Heureuse, oubliant cette histoire d’espèce de dédoublement de personnalité, Emma décida de faire un tour aux toilettes pour voir comment s’en sortait la belle-mère de Julien. Quand elle arriva devant la porte, une dame sortit. Emma tint la porte ouverte et entra. Elle ne portait pas de talons, ses pas ne résonnaient donc pas dans la salle. A peine eut-elle laissée la porte se refermer qu’une voix s’éleva d’une des cabines.

« - Bon, tu es contente. Tu as vu notre belle fille. J’ai le droit de reprendre ma place maintenant ?

- S’il te plait, laisse-moi encore une heure. Après, je te laisse. Elle a l’air gentille cette Emma, je voudrais la connaître un peu plus.

- Attends ! C’est toi Anne ? Non ! C’est moi, alors tu seras bien gentille de me laisser un petit peu mon corps. Parce que moi aussi j’aimerai connaître un peu ma belle fille.

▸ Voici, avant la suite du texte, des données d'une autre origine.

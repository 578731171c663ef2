// Wire types for the Media Services REST API.
//
// Entities arrive in OData verbose JSON with PascalCase property names.
// Enumerations travel as integers, so each enum converts to and from `i32`.

use serde::{Deserialize, Serialize};
use std::fmt;

/// `{"d": {...}}` wrapper around a single entity.
#[derive(Deserialize, Debug)]
pub struct ODataEntity<T> {
    pub d: T,
}

/// `{"d": {"results": [...]}}` wrapper around an entity set.
#[derive(Deserialize, Debug)]
pub struct ODataList<T> {
    pub d: ODataResults<T>,
}

#[derive(Deserialize, Debug)]
pub struct ODataResults<T> {
    pub results: Vec<T>,
}

/// Token endpoint response.
#[derive(Deserialize, Debug)]
pub struct AccessToken {
    pub access_token: String,
}

macro_rules! int_enum {
    ($name:ident { $($variant:ident = $value:literal),+ $(,)? }) => {
        impl From<$name> for i32 {
            fn from(value: $name) -> i32 {
                value as i32
            }
        }

        impl TryFrom<i32> for $name {
            type Error = String;

            fn try_from(value: i32) -> Result<Self, String> {
                match value {
                    $($value => Ok($name::$variant),)+
                    other => Err(format!("unknown {} value {}", stringify!($name), other)),
                }
            }
        }

        impl fmt::Display for $name {
            fn fmt(&self, f: &mut fmt::Formatter<'_>) -> fmt::Result {
                match self {
                    $($name::$variant => f.write_str(stringify!($variant)),)+
                }
            }
        }
    };
}

/// Encryption applied to an asset when it is created.
#[derive(Serialize, Deserialize, Debug, Clone, Copy, PartialEq, Eq, Default)]
#[serde(try_from = "i32", into = "i32")]
pub enum AssetCreationOptions {
    #[default]
    None = 0,
    StorageEncrypted = 1,
    CommonEncryptionProtected = 2,
    EnvelopeEncryptionProtected = 4,
}

int_enum!(AssetCreationOptions {
    None = 0,
    StorageEncrypted = 1,
    CommonEncryptionProtected = 2,
    EnvelopeEncryptionProtected = 4,
});

#[derive(Serialize, Deserialize, Debug, Clone, Copy, PartialEq, Eq)]
#[serde(try_from = "i32", into = "i32")]
pub enum JobState {
    Queued = 0,
    Scheduled = 1,
    Processing = 2,
    Finished = 3,
    Error = 4,
    Canceled = 5,
    Canceling = 6,
}

int_enum!(JobState {
    Queued = 0,
    Scheduled = 1,
    Processing = 2,
    Finished = 3,
    Error = 4,
    Canceled = 5,
    Canceling = 6,
});

impl JobState {
    /// A job in a final state will not change again.
    pub fn is_final(self) -> bool {
        matches!(self, JobState::Finished | JobState::Error | JobState::Canceled)
    }
}

#[derive(Serialize, Deserialize, Debug, Clone, Copy, PartialEq, Eq)]
#[serde(try_from = "i32", into = "i32")]
pub enum LocatorType {
    Sas = 1,
    OnDemandOrigin = 2,
}

int_enum!(LocatorType {
    Sas = 1,
    OnDemandOrigin = 2,
});

/// Permission flags of an access policy.
#[derive(Serialize, Deserialize, Debug, Clone, Copy, PartialEq, Eq)]
#[serde(transparent)]
pub struct AccessPermissions(pub u32);

impl AccessPermissions {
    pub const READ: AccessPermissions = AccessPermissions(1);
    pub const WRITE: AccessPermissions = AccessPermissions(2);
}

#[derive(Deserialize, Debug, Clone, PartialEq)]
#[serde(rename_all = "PascalCase")]
pub struct Asset {
    pub id: String,
    #[serde(default)]
    pub name: String,
    #[serde(default)]
    pub options: AssetCreationOptions,
    pub uri: Option<String>,
}

#[derive(Deserialize, Debug, Clone, PartialEq)]
#[serde(rename_all = "PascalCase")]
pub struct AssetFile {
    pub id: String,
    pub name: String,
    pub parent_asset_id: String,
    /// Int64 properties are serialized as strings in verbose JSON.
    pub content_file_size: Option<String>,
    #[serde(default)]
    pub is_primary: bool,
    pub mime_type: Option<String>,
}

#[derive(Deserialize, Debug, Clone, PartialEq)]
#[serde(rename_all = "PascalCase")]
pub struct AccessPolicy {
    pub id: String,
    pub name: String,
    pub duration_in_minutes: f64,
    pub permissions: AccessPermissions,
}

#[derive(Deserialize, Debug, Clone, PartialEq)]
#[serde(rename_all = "PascalCase")]
pub struct Locator {
    pub id: String,
    /// Base address: a streaming origin URL, or a storage container URL
    /// carrying the SAS query string.
    pub path: String,
    #[serde(rename = "Type")]
    pub locator_type: LocatorType,
    pub asset_id: String,
    pub access_policy_id: String,
    pub expiration_date_time: Option<String>,
}

#[derive(Deserialize, Debug, Clone, PartialEq)]
#[serde(rename_all = "PascalCase")]
pub struct MediaProcessor {
    pub id: String,
    pub name: String,
    pub version: String,
    pub vendor: Option<String>,
}

impl MediaProcessor {
    /// Dotted version split into numbers for ordering ("4.10" > "4.9").
    pub fn version_key(&self) -> Vec<u64> {
        self.version
            .split('.')
            .map(|part| part.trim().parse().unwrap_or(0))
            .collect()
    }
}

#[derive(Deserialize, Debug, Clone, PartialEq)]
#[serde(rename_all = "PascalCase")]
pub struct Job {
    pub id: String,
    #[serde(default)]
    pub name: String,
    pub state: JobState,
}

#[derive(Deserialize, Debug, Clone, PartialEq)]
#[serde(rename_all = "PascalCase")]
pub struct Task {
    pub id: String,
    #[serde(default)]
    pub progress: f64,
}

/// Everything needed to create a job with a single task.
#[derive(Debug, Clone, PartialEq)]
pub struct JobRequest {
    pub name: String,
    pub processor_id: String,
    /// Preset name or preset document passed to the processor.
    pub configuration: String,
    pub input_asset_id: String,
    pub output_asset_name: String,
    pub output_options: AssetCreationOptions,
}

impl JobRequest {
    /// Task body binding the job's first input asset to its first output asset.
    pub fn task_body(&self) -> String {
        format!(
            "<?xml version=\"1.0\" encoding=\"utf-8\"?><taskBody><inputAsset>JobInputAsset(0)</inputAsset>\
             <outputAsset assetCreationOptions=\"{}\" assetName=\"{}\">JobOutputAsset(0)</outputAsset></taskBody>",
            i32::from(self.output_options),
            escape_xml_attr(&self.output_asset_name)
        )
    }
}

fn escape_xml_attr(value: &str) -> String {
    value
        .replace('&', "&amp;")
        .replace('<', "&lt;")
        .replace('>', "&gt;")
        .replace('"', "&quot;")
}

/// Snapshot of a running job.
#[derive(Debug, Clone, Copy, PartialEq)]
pub struct JobStatus {
    pub state: JobState,
    /// Mean progress of the job's tasks, 0..=100.
    pub progress: f64,
}

impl JobStatus {
    pub fn from_tasks(state: JobState, tasks: &[Task]) -> Self {
        let progress = if tasks.is_empty() {
            0.0
        } else {
            tasks.iter().map(|t| t.progress).sum::<f64>() / tasks.len() as f64
        };
        JobStatus { state, progress }
    }
}

#[cfg(test)]
mod tests {
    use super::*;

    #[test]
    fn job_state_decodes_from_integer() {
        let job: ODataEntity<Job> =
            serde_json::from_str(r#"{"d":{"__metadata":{},"Id":"nb:jid:1","Name":"j","State":3}}"#).unwrap();
        assert_eq!(job.d.state, JobState::Finished);
        assert!(job.d.state.is_final());
        assert!(serde_json::from_str::<JobState>("9").is_err());
        assert_eq!(JobState::Canceling.to_string(), "Canceling");
    }

    #[test]
    fn locator_reads_type_field() {
        let body = r#"{"d":{"results":[{"Id":"l1","Path":"https://acct.blob.core.windows.net/asset-1?sv=x","Type":1,"AssetId":"a1","AccessPolicyId":"p1","ExpirationDateTime":"/Date(0)/"}]}}"#;
        let list: ODataList<Locator> = serde_json::from_str(body).unwrap();
        assert_eq!(list.d.results.len(), 1);
        assert_eq!(list.d.results[0].locator_type, LocatorType::Sas);
    }

    #[test]
    fn asset_file_size_stays_a_string() {
        let file: AssetFile = serde_json::from_str(
            r#"{"Id":"f","Name":"a.mp4","ParentAssetId":"a","ContentFileSize":"2048","IsPrimary":true}"#,
        )
        .unwrap();
        assert_eq!(file.content_file_size.as_deref(), Some("2048"));
        assert!(file.is_primary);
    }

    #[test]
    fn error_state_converts_both_ways() {
        assert_eq!(JobState::try_from(4), Ok(JobState::Error));
        assert_eq!(i32::from(JobState::Error), 4);
        assert_eq!(serde_json::from_str::<JobState>("4").unwrap(), JobState::Error);
        assert_eq!(serde_json::to_string(&JobState::Canceled).unwrap(), "5");
        assert_eq!(
            JobState::try_from(7),
            Err("unknown JobState value 7".to_string())
        );
    }

    #[test]
    fn overall_progress_is_mean_of_tasks() {
        let tasks = vec![
            Task { id: "t1".into(), progress: 100.0 },
            Task { id: "t2".into(), progress: 50.0 },
        ];
        let status = JobStatus::from_tasks(JobState::Processing, &tasks);
        assert_eq!(status.progress, 75.0);
        assert_eq!(JobStatus::from_tasks(JobState::Queued, &[]).progress, 0.0);
    }

    #[test]
    fn processor_versions_compare_numerically() {
        let mp = |v: &str| MediaProcessor { id: v.into(), name: "n".into(), version: v.into(), vendor: None };
        assert!(mp("4.10").version_key() > mp("4.9").version_key());
    }

    #[test]
    fn permissions_serialize_as_integers() {
        assert_eq!(serde_json::to_string(&AccessPermissions::READ).unwrap(), "1");
        assert_eq!(serde_json::to_string(&AccessPermissions::WRITE).unwrap(), "2");
    }

    #[test]
    fn task_body_escapes_asset_name() {
        let req = JobRequest {
            name: "j".into(),
            processor_id: "p".into(),
            configuration: "H264 Multiple Bitrate 720p".into(),
            input_asset_id: "a".into(),
            output_asset_name: "A&B \"out\"".into(),
            output_options: AssetCreationOptions::StorageEncrypted,
        };
        let body = req.task_body();
        assert!(body.contains("assetName=\"A&amp;B &quot;out&quot;\""));
        assert!(body.contains("assetCreationOptions=\"1\""));
        assert!(body.contains("JobInputAsset(0)"));
    }
}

- C’est ma belle fille aussi je te signale !

- Mais tu es morte Sophie !

-…

- Oui, tu es morte. Alors j’aimerai pouvoir profiter un petit peu de ma vie de couple à moi. Tu es morte. Ton mari s’est remarié avec moi. Je comprends que tu veuilles continuer à le voir, pour voir comment il grandit, pour connaître sa femme. Pour sûr, je te laisserai voir ses enfants. Mais je t’en prie, ne t’accroche pas trop à cette vie par procuration… Tu es morte, et ce n’est pas en me hantant constamment que tu retrouveras ta vie. »

Un silence se fit. Emma comprenait peu à peu ce qui se passait, horrifiée, étonnée et bouleversée par ce qu’elle apprenait.

« J’en ai assez que ce soit toi qui décides ! Alors, je décide que j’ai envie de voir ma belle fille maintenant, et que toi, tu arrêtes de me hanter un petit peu. » Anne tira la chasse d’eau, déverrouilla le loquet.

«  D’accord, si tu y … » commença Sophie, alors qu’Anne ouvrait la porte. Quand elle(s) vit Emma, elle(s) poussa un cri où se mélangeait les deux voix en une seule.

Emma éclata d’un rire nerveux : elle n’avait jamais eu de belle-mère, et, là, elle se rendit compte qu’elle avait hérité de deux belles-mères pour le cri d’une.